(Collected data)
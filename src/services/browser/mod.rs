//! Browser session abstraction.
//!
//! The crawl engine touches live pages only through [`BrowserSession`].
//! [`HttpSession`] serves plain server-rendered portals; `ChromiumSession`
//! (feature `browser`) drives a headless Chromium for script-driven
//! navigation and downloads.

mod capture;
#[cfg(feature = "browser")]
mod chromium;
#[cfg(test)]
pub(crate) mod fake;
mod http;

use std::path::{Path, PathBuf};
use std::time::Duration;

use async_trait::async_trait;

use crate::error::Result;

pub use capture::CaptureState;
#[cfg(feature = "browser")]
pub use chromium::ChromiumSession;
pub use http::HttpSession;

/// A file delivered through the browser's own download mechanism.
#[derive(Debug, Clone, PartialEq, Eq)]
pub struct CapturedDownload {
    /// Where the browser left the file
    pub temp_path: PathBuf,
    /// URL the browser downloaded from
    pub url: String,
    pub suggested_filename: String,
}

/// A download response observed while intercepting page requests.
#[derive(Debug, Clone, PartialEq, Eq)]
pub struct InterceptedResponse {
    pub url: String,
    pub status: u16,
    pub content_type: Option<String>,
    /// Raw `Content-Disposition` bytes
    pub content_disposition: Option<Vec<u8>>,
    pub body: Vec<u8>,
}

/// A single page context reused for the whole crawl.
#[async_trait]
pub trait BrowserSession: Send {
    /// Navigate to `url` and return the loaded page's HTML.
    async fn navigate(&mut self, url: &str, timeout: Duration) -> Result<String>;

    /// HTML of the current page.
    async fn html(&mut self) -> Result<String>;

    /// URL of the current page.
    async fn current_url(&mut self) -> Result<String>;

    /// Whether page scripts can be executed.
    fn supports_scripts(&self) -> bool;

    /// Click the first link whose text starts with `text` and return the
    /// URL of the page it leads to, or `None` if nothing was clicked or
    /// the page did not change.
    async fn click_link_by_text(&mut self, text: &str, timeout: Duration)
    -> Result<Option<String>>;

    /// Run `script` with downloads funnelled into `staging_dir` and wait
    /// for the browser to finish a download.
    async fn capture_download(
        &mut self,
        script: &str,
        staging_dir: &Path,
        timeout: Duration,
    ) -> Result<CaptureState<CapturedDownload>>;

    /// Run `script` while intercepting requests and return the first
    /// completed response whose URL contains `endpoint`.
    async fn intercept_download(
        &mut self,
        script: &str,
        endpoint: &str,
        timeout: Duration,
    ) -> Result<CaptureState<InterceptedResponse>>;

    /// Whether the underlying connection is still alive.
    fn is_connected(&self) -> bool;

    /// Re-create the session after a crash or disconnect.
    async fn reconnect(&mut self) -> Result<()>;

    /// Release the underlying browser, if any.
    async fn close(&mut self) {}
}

■ Prompt: Exactly as they appear above, copy out all the records.

■ Answer box:
filename src/services/browser/mod.rs
//! Browser session abstraction.
//!
//! The crawl engine touches live pages only through [`BrowserSession`].
//! [`HttpSession`] serves plain server-rendered portals; `ChromiumSession`
//! (feature `browser`) drives a headless Chromium for script-driven
//! navigation and downloads.

mod capture;
#[cfg(feature = "browser")]
mod chromium;
#[cfg(test)]
pub(crate) mod fake;
mod http;

use std::path::{Path, PathBuf};
use std::time::Duration;

use async_trait::async_trait;

use crate::error::Result;

pub use capture::CaptureState;
#[cfg(feature = "browser")]
pub use chromium::ChromiumSession;
pub use http::HttpSession;

/// A file delivered through the browser's own download mechanism.
#[derive(Debug, Clone, PartialEq, Eq)]
pub struct CapturedDownload {
    /// Where the browser left the file
    pub temp_path: PathBuf,
    /// URL the browser downloaded from
    pub url: String,
    pub suggested_filename: String,
}

/// A download response observed while intercepting page requests.
#[derive(Debug, Clone, PartialEq, Eq)]
pub struct InterceptedResponse {
    pub url: String,
    pub status: u16,
    pub content_type: Option<String>,
    /// Raw `Content-Disposition` bytes
    pub content_disposition: Option<Vec<u8>>,
    pub body: Vec<u8>,
}

/// A single page context reused for the whole crawl.
#[async_trait]
pub trait BrowserSession: Send {
    /// Navigate to `url` and return the loaded page's HTML.
    async fn navigate(&mut self, url: &str, timeout: Duration) -> Result<String>;

    /// HTML of the current page.
    async fn html(&mut self) -> Result<String>;

    /// URL of the current page.
    async fn current_url(&mut self) -> Result<String>;

    /// Whether page scripts can be executed.
    fn supports_scripts(&self) -> bool;

    /// Click the first link whose text starts with `text` and return the
    /// URL of the page it leads to, or `None` if nothing was clicked or
    /// the page did not change.
    async fn click_link_by_text(&mut self, text: &str, timeout: Duration)
    -> Result<Option<String>>;

    /// Run `script` with downloads funnelled into `staging_dir` and wait
    /// for the browser to finish a download.
    async fn capture_download(
        &mut self,
        script: &str,
        staging_dir: &Path,
        timeout: Duration,
    ) -> Result<CaptureState<CapturedDownload>>;

    /// Run `script` while intercepting requests and return the first
    /// completed response whose URL contains `endpoint`.
    async fn intercept_download(
        &mut self,
        script: &str,
        endpoint: &str,
        timeout: Duration,
    ) -> Result<CaptureState<InterceptedResponse>>;

    /// Whether the underlying connection is still alive.
    fn is_connected(&self) -> bool;

    /// Re-create the session after a crash or disconnect.
    async fn reconnect(&mut self) -> Result<()>;

    /// Release the underlying browser, if any.
    async fn close(&mut self) {}
}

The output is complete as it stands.